Children's author Mahy dies at 76

Margaret Mahy Margaret Mahy has had her books translated into 15 languages

New Zealand children's author Margaret Mahy, who wrote more than 120 books, has died at the age of 76.

Her cousin Ron Mahy said she died in Christchurch on Monday after being diagnosed with cancer.

The author's best-known books included A Lion in the Meadow, The Man Whose Mother Was a Pirate and Bubble Trouble.

Among her many awards were two Carnegie Medals and the Hans Christian Andersen Award for her lifetime contribution to children's literature.

Mahy was also awarded the Order of New Zealand - one of only 20 living people to hold the country's highest honour - for her contribution to the field, which ranged from picture books to short stories and novels.

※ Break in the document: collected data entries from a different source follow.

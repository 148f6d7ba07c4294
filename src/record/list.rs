//! List-backed validated records.

use serde_json::Value;
use std::sync::Arc;

use crate::schema::{AttributeSpec, Schema};
use crate::validate::errors::ArgumentError;
use crate::validate::{pipeline, ValidateResult};
use crate::value::{Container, Key};

/// An ordered record validated against its type's schema.
///
/// Attributes are declared by position; an alias gives a position a
/// named accessor. Construction, positional writes and appends all run
/// the full validation pipeline before committing.
#[derive(Debug, Clone)]
pub struct ListRecord {
    schema: Arc<Schema>,
    entries: Vec<Value>,
}

impl ListRecord {
    /// Builds a record from a raw list value.
    ///
    /// Non-list input fails with an `ArgumentError` before any
    /// validation runs.
    pub fn new(schema: Arc<Schema>, raw: Value) -> ValidateResult<Self> {
        let entries = match raw {
            Value::Array(entries) => entries,
            other => {
                return Err(ArgumentError::not_a_list(schema.type_name(), &other).into());
            }
        };
        let entries = validated(&schema, entries)?;
        Ok(Self { schema, entries })
    }

    /// The schema this record was validated against.
    pub fn schema(&self) -> &Schema {
        &self.schema
    }

    /// Raw stored value at `index`.
    pub fn get(&self, index: usize) -> Option<&Value> {
        self.entries.get(index)
    }

    /// Accessor read for aliased positions and delegations, applying
    /// the attribute's transform.
    pub fn fetch(&self, name: &str) -> Option<Value> {
        if let Some(spec) = self.schema.accessor(name) {
            return Some(self.attribute_output(spec));
        }
        if let Some(target) = self.schema.delegation(name) {
            let spec = self.schema.attribute_for_key(target)?;
            if self.stored(&spec.key).is_null() {
                return Some(Value::Null);
            }
            return Some(self.attribute_output(spec));
        }
        None
    }

    fn stored(&self, key: &Key) -> Value {
        match key {
            Key::Index(idx) => self.entries.get(*idx).cloned().unwrap_or(Value::Null),
            Key::Name(_) => Value::Null,
        }
    }

    fn attribute_output(&self, spec: &AttributeSpec) -> Value {
        let stored = self.stored(&spec.key);
        match &spec.transform {
            Some(transform) => transform(&stored),
            None => stored,
        }
    }

    /// Writes one position, re-validating the whole candidate state
    /// first. A position past the end pads the gap with Null entries.
    pub fn set(&mut self, index: usize, value: Value) -> ValidateResult<()> {
        let mut candidate = self.entries.clone();
        if index >= candidate.len() {
            candidate.resize(index + 1, Value::Null);
        }
        candidate[index] = value;
        self.entries = validated(&self.schema, candidate)?;
        Ok(())
    }

    /// Appends one entry, re-validating first.
    pub fn push(&mut self, value: Value) -> ValidateResult<()> {
        let mut candidate = self.entries.clone();
        candidate.push(value);
        self.entries = validated(&self.schema, candidate)?;
        Ok(())
    }

    /// Returns a new validated record without Null entries.
    pub fn compacted(&self) -> ValidateResult<ListRecord> {
        let remaining: Vec<Value> = self
            .entries
            .iter()
            .filter(|v| !v.is_null())
            .cloned()
            .collect();
        Self::new(Arc::clone(&self.schema), Value::Array(remaining))
    }

    /// The values stored at declared positions, in declaration order.
    pub fn attribute_values(&self) -> Vec<Value> {
        self.schema
            .declared_keys()
            .into_iter()
            .filter_map(|key| match key {
                Key::Index(idx) => self.entries.get(*idx).cloned(),
                Key::Name(_) => None,
            })
            .collect()
    }

    /// Exports the plain list form.
    pub fn to_value(&self) -> Value {
        Value::Array(self.entries.clone())
    }

    /// Number of stored entries.
    pub fn len(&self) -> usize {
        self.entries.len()
    }

    /// Whether the record stores no entries.
    pub fn is_empty(&self) -> bool {
        self.entries.is_empty()
    }
}

/// Runs the pipeline over a candidate state and applies the compact flag.
fn validated(schema: &Schema, entries: Vec<Value>) -> ValidateResult<Vec<Value>> {
    let mut container = Container::List(entries);
    pipeline::run(&mut container, schema)?;
    if schema.compact() {
        container.compact();
    }
    match container {
        Container::List(entries) => Ok(entries),
        // The pipeline never changes the container shape.
        Container::Map(_) => unreachable!("list pipeline produced a map"),
    }
}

Born in Whakatane in 1936, Mahy was working as a librarian when an American publisher spotted one of her stories in a children's journal.

Her first picture book, A Lion in the Meadow, was published in 1969, although she did not become a full-time writer until 1980.

She acknowledged that being a librarian helped her career "because it made me even more of a reader - and I was always an enthusiastic reader.

"Writing and reading seem to me to be different aspects of a single imaginative act," she added.

As one of New Zealand's most successful and prolific authors, she has some 100 picture books, 40 novels and 20 collections published in 15 languages.

"It is in the nature of books, that they have the capacity to make you feel powerful about what you can alter and achieve in your life," she once said.

New Zealand Prime Minister John Key paid tribute to Mahy, saying she was "widely acknowledged as one of this country's finest authors, and one of the world's greatest writers of children's and young adults' stories".

He added he gave one of Mahy's books to British Prime Minister David Cameron when he visited the UK earlier this year as a gift for his children.

Mahy's first publisher, David Glover, chief executive of Learning Media, said the author "touched the hearts of every New Zealander".

"Margaret was the quintessential storyteller, weaving magical and mystical tales that inspired and entertained children and adults around the world," he said.

He added Mahy would be "sorely missed", but that "her memory will live on in bedtime stories".